> [Task statement]: Could you reproduce all of these records exactly?

> [Input data]:
================================

use std::{
    str::FromStr,
    time::{
        Duration,
        SystemTime,
    },
};

use bitflags::bitflags;
use chrono::{
    DateTime,
    Utc,
};

bitflags! {
    /// How a schedule expression is interpreted at registration.
    #[derive(Clone, Copy, Debug, PartialEq, Eq)]
    pub struct ParseOptions: u32 {
        /// The expression carries a leading seconds column (six fields
        /// instead of the standard five).
        const SECONDS = 1 << 0;
        /// Allow `@every <duration>` and `@hourly`-style descriptors.
        const DESCRIPTOR = 1 << 1;
    }
}

#[derive(Debug, thiserror::Error)]
pub enum ScheduleParseError {
    #[error("invalid cron expression {expr:?}: {source}")]
    Cron {
        expr: String,
        source: cron::error::Error,
    },
    #[error("invalid interval in {expr:?}: {source}")]
    Interval {
        expr: String,
        source: humantime::DurationError,
    },
    #[error("interval must be positive in {expr:?}")]
    ZeroInterval { expr: String },
    #[error("descriptor {expr:?} requires ParseOptions::DESCRIPTOR")]
    DescriptorNotAllowed { expr: String },
}

/// A parsed firing schedule. Either a fixed interval (`@every 30s`) or a
/// cron expression evaluated in UTC.
#[derive(Clone, Debug)]
pub enum Schedule {
    Every(Duration),
    Cron(cron::Schedule),
}

impl Schedule {
    pub fn parse(expr: &str, options: ParseOptions) -> Result<Self, ScheduleParseError> {
        let trimmed = expr.trim();
        if let Some(descriptor) = trimmed.strip_prefix('@') {
            if !options.contains(ParseOptions::DESCRIPTOR) {
                return Err(ScheduleParseError::DescriptorNotAllowed {
                    expr: trimmed.to_string(),
                });
            }
            if let Some(interval) = descriptor.strip_prefix("every ") {
                let duration = humantime::parse_duration(interval.trim()).map_err(|source| {
                    ScheduleParseError::Interval {
                        expr: trimmed.to_string(),
                        source,
                    }
                })?;
                if duration.is_zero() {
                    return Err(ScheduleParseError::ZeroInterval {
                        expr: trimmed.to_string(),
                    });
                }
                return Ok(Schedule::Every(duration));
            }
            // @hourly and friends are understood by the cron engine itself.
            return Self::parse_cron(trimmed);
        }
        if options.contains(ParseOptions::SECONDS) {
            Self::parse_cron(trimmed)
        } else {
            // The cron engine always wants a seconds column; a standard
            // five-field expression fires at second zero.
            Self::parse_cron(&format!("0 {trimmed}"))
        }
    }

    fn parse_cron(expr: &str) -> Result<Self, ScheduleParseError> {
        cron::Schedule::from_str(expr)
            .map(Schedule::Cron)
            .map_err(|source| ScheduleParseError::Cron {
                expr: expr.to_string(),
                source,
            })
    }

    /// The first fire time strictly after `t`, if the schedule has one.
    pub fn next_after(&self, t: SystemTime) -> Option<SystemTime> {
        match self {
            Schedule::Every(interval) => Some(t + *interval),
            Schedule::Cron(schedule) => {
                let after = DateTime::<Utc>::from(t);
                schedule.after(&after).next().map(SystemTime::from)
            },
        }
    }
}

#[cfg(test)]
mod tests {
    use std::time::{
        Duration,
        SystemTime,
    };

    use super::{
        ParseOptions,
        Schedule,
        ScheduleParseError,
    };

    #[test]
    fn test_every_descriptor() {
        let schedule = Schedule::parse("@every 1s", ParseOptions::DESCRIPTOR).unwrap();
        let t = SystemTime::UNIX_EPOCH + Duration::from_secs(1_000);
        assert_eq!(
            schedule.next_after(t),
            Some(t + Duration::from_secs(1)),
        );
    }

    #[test]
    fn test_descriptor_requires_option() {
        let err = Schedule::parse("@every 1s", ParseOptions::empty()).unwrap_err();
        assert!(matches!(err, ScheduleParseError::DescriptorNotAllowed { .. }));
    }

    #[test]
    fn test_standard_five_field_expression() {
        // Every minute at second zero.
        let schedule = Schedule::parse("* * * * *", ParseOptions::empty()).unwrap();
        let t = SystemTime::UNIX_EPOCH + Duration::from_secs(90);
        let next = schedule.next_after(t).unwrap();
        assert_eq!(next, SystemTime::UNIX_EPOCH + Duration::from_secs(120));
    }

    #[test]
    fn test_seconds_field_expression() {
        let schedule = Schedule::parse("*/5 * * * * *", ParseOptions::SECONDS).unwrap();
        let t = SystemTime::UNIX_EPOCH + Duration::from_secs(61);
        assert_eq!(
            schedule.next_after(t),
            Some(SystemTime::UNIX_EPOCH + Duration::from_secs(65)),
        );
    }

    #[test]
    fn test_garbage_expression_is_rejected() {
        assert!(Schedule::parse("not a cron line", ParseOptions::empty()).is_err());
        assert!(Schedule::parse("@every quickly", ParseOptions::DESCRIPTOR).is_err());
        assert!(Schedule::parse("@every 0s", ParseOptions::DESCRIPTOR).is_err());
    }
}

================================

> [Result of the task]:
use std::{
    str::FromStr,
    time::{
        Duration,
        SystemTime,
    },
};

use bitflags::bitflags;
use chrono::{
    DateTime,
    Utc,
};

bitflags! {
    /// How a schedule expression is interpreted at registration.
    #[derive(Clone, Copy, Debug, PartialEq, Eq)]
    pub struct ParseOptions: u32 {
        /// The expression carries a leading seconds column (six fields
        /// instead of the standard five).
        const SECONDS = 1 << 0;
        /// Allow `@every <duration>` and `@hourly`-style descriptors.
        const DESCRIPTOR = 1 << 1;
    }
}

#[derive(Debug, thiserror::Error)]
pub enum ScheduleParseError {
    #[error("invalid cron expression {expr:?}: {source}")]
    Cron {
        expr: String,
        source: cron::error::Error,
    },
    #[error("invalid interval in {expr:?}: {source}")]
    Interval {
        expr: String,
        source: humantime::DurationError,
    },
    #[error("interval must be positive in {expr:?}")]
    ZeroInterval { expr: String },
    #[error("descriptor {expr:?} requires ParseOptions::DESCRIPTOR")]
    DescriptorNotAllowed { expr: String },
}

/// A parsed firing schedule. Either a fixed interval (`@every 30s`) or a
/// cron expression evaluated in UTC.
#[derive(Clone, Debug)]
pub enum Schedule {
    Every(Duration),
    Cron(cron::Schedule),
}

impl Schedule {
    pub fn parse(expr: &str, options: ParseOptions) -> Result<Self, ScheduleParseError> {
        let trimmed = expr.trim();
        if let Some(descriptor) = trimmed.strip_prefix('@') {
            if !options.contains(ParseOptions::DESCRIPTOR) {
                return Err(ScheduleParseError::DescriptorNotAllowed {
                    expr: trimmed.to_string(),
                });
            }
            if let Some(interval) = descriptor.strip_prefix("every ") {
                let duration = humantime::parse_duration(interval.trim()).map_err(|source| {
                    ScheduleParseError::Interval {
                        expr: trimmed.to_string(),
                        source,
                    }
                })?;
                if duration.is_zero() {
                    return Err(ScheduleParseError::ZeroInterval {
                        expr: trimmed.to_string(),
                    });
                }
                return Ok(Schedule::Every(duration));
            }
            // @hourly and friends are understood by the cron engine itself.
            return Self::parse_cron(trimmed);
        }
        if options.contains(ParseOptions::SECONDS) {
            Self::parse_cron(trimmed)
        } else {
            // The cron engine always wants a seconds column; a standard
            // five-field expression fires at second zero.
            Self::parse_cron(&format!("0 {trimmed}"))
        }
    }

    fn parse_cron(expr: &str) -> Result<Self, ScheduleParseError> {
        cron::Schedule::from_str(expr)
            .map(Schedule::Cron)
            .map_err(|source| ScheduleParseError::Cron {
                expr: expr.to_string(),
                source,
            })
    }

    /// The first fire time strictly after `t`, if the schedule has one.
    pub fn next_after(&self, t: SystemTime) -> Option<SystemTime> {
        match self {
            Schedule::Every(interval) => Some(t + *interval),
            Schedule::Cron(schedule) => {
                let after = DateTime::<Utc>::from(t);
                schedule.after(&after).next().map(SystemTime::from)
            },
        }
    }
}

#[cfg(test)]
mod tests {
    use std::time::{
        Duration,
        SystemTime,
    };

    use super::{
        ParseOptions,
        Schedule,
        ScheduleParseError,
    };

    #[test]
    fn test_every_descriptor() {
        let schedule = Schedule::parse("@every 1s", ParseOptions::DESCRIPTOR).unwrap();
        let t = SystemTime::UNIX_EPOCH + Duration::from_secs(1_000);
        assert_eq!(
            schedule.next_after(t),
            Some(t + Duration::from_secs(1)),
        );
    }

    #[test]
    fn test_descriptor_requires_option() {
        let err = Schedule::parse("@every 1s", ParseOptions::empty()).unwrap_err();
        assert!(matches!(err, ScheduleParseError::DescriptorNotAllowed { .. }));
    }

    #[test]
    fn test_standard_five_field_expression() {
        // Every minute at second zero.
        let schedule = Schedule::parse("* * * * *", ParseOptions::empty()).unwrap();
        let t = SystemTime::UNIX_EPOCH + Duration::from_secs(90);
        let next = schedule.next_after(t).unwrap();
        assert_eq!(next, SystemTime::UNIX_EPOCH + Duration::from_secs(120));
    }

    #[test]
    fn test_seconds_field_expression() {
        let schedule = Schedule::parse("*/5 * * * * *", ParseOptions::SECONDS).unwrap();
        let t = SystemTime::UNIX_EPOCH + Duration::from_secs(61);
        assert_eq!(
            schedule.next_after(t),
            Some(SystemTime::UNIX_EPOCH + Duration::from_secs(65)),
        );
    }

    #[test]
    fn test_garbage_expression_is_rejected() {
        assert!(Schedule::parse("not a cron line", ParseOptions::empty()).is_err());
        assert!(Schedule::parse("@every quickly", ParseOptions::DESCRIPTOR).is_err());
        assert!(Schedule::parse("@every 0s", ParseOptions::DESCRIPTOR).is_err());
    }
}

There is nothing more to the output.